Right now, as I wile away the hours on long, solitary walks through Providence, reminiscing about the times when I could instead wile away the hours savoring a latte in a cafe or staring at Pissarro’s painting of cows in a field at the RISD Museum, music contains a particularly potent elixir of emotions. Notes of nostalgia and longing, euphoria that illuminates the mundane bits of life in isolation, little soaring bursts of freedom that replace the kind I used to get from looking out the window of an airplane or closing my eyes in the middle of a wild, beating party. I try my best not to abuse that last feeling or dwell on the first, but rather to lean into the sounds that make me feel content with this limited form of life.
Although I haven’t mastered the mixing of color myself—when I mix each song’s pure, vibrant color with the others, it still sometimes ends up a muddled brown mess—I am trying my hardest not to get “trapped in any one bead” of the many-colored necklace of life.
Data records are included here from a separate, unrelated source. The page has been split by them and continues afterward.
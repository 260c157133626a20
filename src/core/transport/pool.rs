//! Keyed pool of reusable sessions.
//!
//! At most one live session exists per key. The pool-wide mutex only guards
//! the map; liveness checks and connects run after it is released. Callers
//! that arrive while a connect for the same key is in flight wait for it
//! instead of opening a duplicate.

use std::collections::HashMap;
use std::future::Future;
use std::sync::{Arc, Mutex, MutexGuard};

use tokio::sync::watch;
use tracing::debug;

use crate::core::PoolKey;

enum Slot<S> {
    Ready(S),
    Connecting(watch::Receiver<()>),
}

enum Next<S> {
    Check(S),
    Wait(watch::Receiver<()>),
    Connect(watch::Sender<()>),
}

pub struct SessionPool<S> {
    slots: Arc<Mutex<HashMap<PoolKey, Slot<S>>>>,
}

impl<S> Default for SessionPool<S> {
    fn default() -> Self {
        Self {
            slots: Arc::new(Mutex::new(HashMap::new())),
        }
    }
}

impl<S: Clone + Send + 'static> SessionPool<S> {
    pub fn new() -> Self {
        Self::default()
    }

    fn lock(&self) -> MutexGuard<'_, HashMap<PoolKey, Slot<S>>> {
        // A panic while holding this lock cannot leave the map half-updated
        self.slots.lock().unwrap_or_else(|poisoned| poisoned.into_inner())
    }

    /// Return the pooled session for `key` if `is_alive` accepts it, otherwise
    /// create one with `connect` and pool it.
    pub async fn get_or_connect<E, A, AF, C, CF>(
        &self,
        key: &PoolKey,
        is_alive: A,
        connect: C,
    ) -> Result<S, E>
    where
        A: Fn(S) -> AF,
        AF: Future<Output = bool>,
        C: Fn() -> CF,
        CF: Future<Output = Result<S, E>>,
    {
        loop {
            let next = {
                let mut slots = self.lock();
                match slots.get(key) {
                    Some(Slot::Ready(session)) => Next::Check(session.clone()),
                    Some(Slot::Connecting(rx)) => Next::Wait(rx.clone()),
                    None => {
                        let (tx, rx) = watch::channel(());
                        slots.insert(key.clone(), Slot::Connecting(rx));
                        Next::Connect(tx)
                    }
                }
            };

            match next {
                Next::Check(session) => {
                    if is_alive(session.clone()).await {
                        return Ok(session);
                    }
                    debug!(pool_key = %key, "Pooled session is dead, replacing");
                    self.evict(key);
                }
                Next::Wait(mut rx) => {
                    // Err means the connecting side finished and dropped its sender
                    let _ = rx.changed().await;
                }
                Next::Connect(tx) => {
                    let guard = ConnectGuard {
                        slots: self.slots.clone(),
                        key: key.clone(),
                        armed: true,
                    };
                    let result = connect().await;
                    guard.finish(result.as_ref().ok().cloned());
                    drop(tx);
                    return result;
                }
            }
        }
    }

    /// Drop the pooled session for `key`, if any. A connect in progress is
    /// left alone.
    pub fn evict(&self, key: &PoolKey) -> Option<S> {
        let mut slots = self.lock();
        if matches!(slots.get(key), Some(Slot::Ready(_))) {
            if let Some(Slot::Ready(session)) = slots.remove(key) {
                debug!(pool_key = %key, "Evicted pooled session");
                return Some(session);
            }
        }
        None
    }

    /// Remove and return every ready session.
    pub fn drain(&self) -> Vec<S> {
        let mut slots = self.lock();
        let keys: Vec<PoolKey> = slots
            .iter()
            .filter(|(_, slot)| matches!(slot, Slot::Ready(_)))
            .map(|(k, _)| k.clone())
            .collect();
        keys.into_iter()
            .filter_map(|k| match slots.remove(&k) {
                Some(Slot::Ready(s)) => Some(s),
                _ => None,
            })
            .collect()
    }

    pub fn len(&self) -> usize {
        self.lock()
            .values()
            .filter(|slot| matches!(slot, Slot::Ready(_)))
            .count()
    }

    pub fn is_empty(&self) -> bool {
        self.len() == 0
    }
}

/// Clears the `Connecting` marker if the connecting future is dropped before
/// it finishes.
struct ConnectGuard<S> {
    slots: Arc<Mutex<HashMap<PoolKey, Slot<S>>>>,
    key: PoolKey,
    armed: bool,
}

impl<S> ConnectGuard<S> {
    fn finish(mut self, session: Option<S>) {
        let mut slots = self.slots.lock().unwrap_or_else(|p| p.into_inner());
        match session {
            Some(s) => {
                slots.insert(self.key.clone(), Slot::Ready(s));
            }
            None => {
                slots.remove(&self.key);
            }
        }
        self.armed = false;
    }
}

impl<S> Drop for ConnectGuard<S> {
    fn drop(&mut self) {
        if self.armed {
            let mut slots = self.slots.lock().unwrap_or_else(|p| p.into_inner());
            if matches!(slots.get(&self.key), Some(Slot::Connecting(_))) {
                slots.remove(&self.key);
            }
        }
    }
}

#[cfg(test)]
mod tests {
    use super::*;
    use std::sync::atomic::{AtomicUsize, Ordering};
    use std::time::Duration;

    fn key() -> PoolKey {
        PoolKey::new("db1", 22, "ops")
    }

    #[tokio::test]
    async fn concurrent_callers_share_one_connect() {
        let pool: Arc<SessionPool<usize>> = Arc::new(SessionPool::new());
        let connects = Arc::new(AtomicUsize::new(0));

        let mut handles = Vec::new();
        for _ in 0..8 {
            let pool = pool.clone();
            let connects = connects.clone();
            handles.push(tokio::spawn(async move {
                pool.get_or_connect(
                    &key(),
                    |_| async { true },
                    || {
                        let connects = connects.clone();
                        async move {
                            tokio::time::sleep(Duration::from_millis(50)).await;
                            Ok::<_, String>(connects.fetch_add(1, Ordering::SeqCst))
                        }
                    },
                )
                .await
            }));
        }

        for handle in handles {
            assert_eq!(handle.await.unwrap().unwrap(), 0);
        }
        assert_eq!(connects.load(Ordering::SeqCst), 1);
        assert_eq!(pool.len(), 1);
    }

    #[tokio::test]
    async fn dead_session_is_replaced() {
        let pool: SessionPool<usize> = SessionPool::new();
        let first = pool
            .get_or_connect(&key(), |_| async { true }, || async { Ok::<_, String>(1) })
            .await
            .unwrap();
        assert_eq!(first, 1);

        let second = pool
            .get_or_connect(
                &key(),
                |s| async move { s != 1 },
                || async { Ok::<_, String>(2) },
            )
            .await
            .unwrap();
        assert_eq!(second, 2);
        assert_eq!(pool.len(), 1);
    }

    #[tokio::test]
    async fn failed_connect_leaves_no_slot() {
        let pool: SessionPool<usize> = SessionPool::new();
        let result = pool
            .get_or_connect(
                &key(),
                |_| async { true },
                || async { Err::<usize, _>("refused".to_string()) },
            )
            .await;
        assert!(result.is_err());
        assert!(pool.is_empty());

        let retry = pool
            .get_or_connect(&key(), |_| async { true }, || async { Ok::<_, String>(5) })
            .await;
        assert_eq!(retry.unwrap(), 5);
    }

    #[tokio::test]
    async fn evict_and_drain_release_sessions() {
        let pool: SessionPool<usize> = SessionPool::new();
        pool.get_or_connect(&key(), |_| async { true }, || async { Ok::<_, String>(1) })
            .await
            .unwrap();
        let other = PoolKey::new("db2", 22, "ops");
        pool.get_or_connect(&other, |_| async { true }, || async { Ok::<_, String>(2) })
            .await
            .unwrap();

        assert_eq!(pool.evict(&key()), Some(1));
        assert_eq!(pool.evict(&key()), None);
        assert_eq!(pool.drain(), vec![2]);
        assert!(pool.is_empty());
    }
}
All of my moods lately have had at least a little blue mixed in, but they’ve also been yellow and green and red and purple and rainbow. And that’s the beauty of it—colors are not discrete or static, but can flow and mix and transform just like emotions can. Maggie Nelson concludes that whether pharmakon means poison or cure is a matter of translation. And so, when the urge to hide from my loneliness behind the music strikes, I remember that I can choose to make it medicine and let its vivid hues paint me a picture of tomorrow.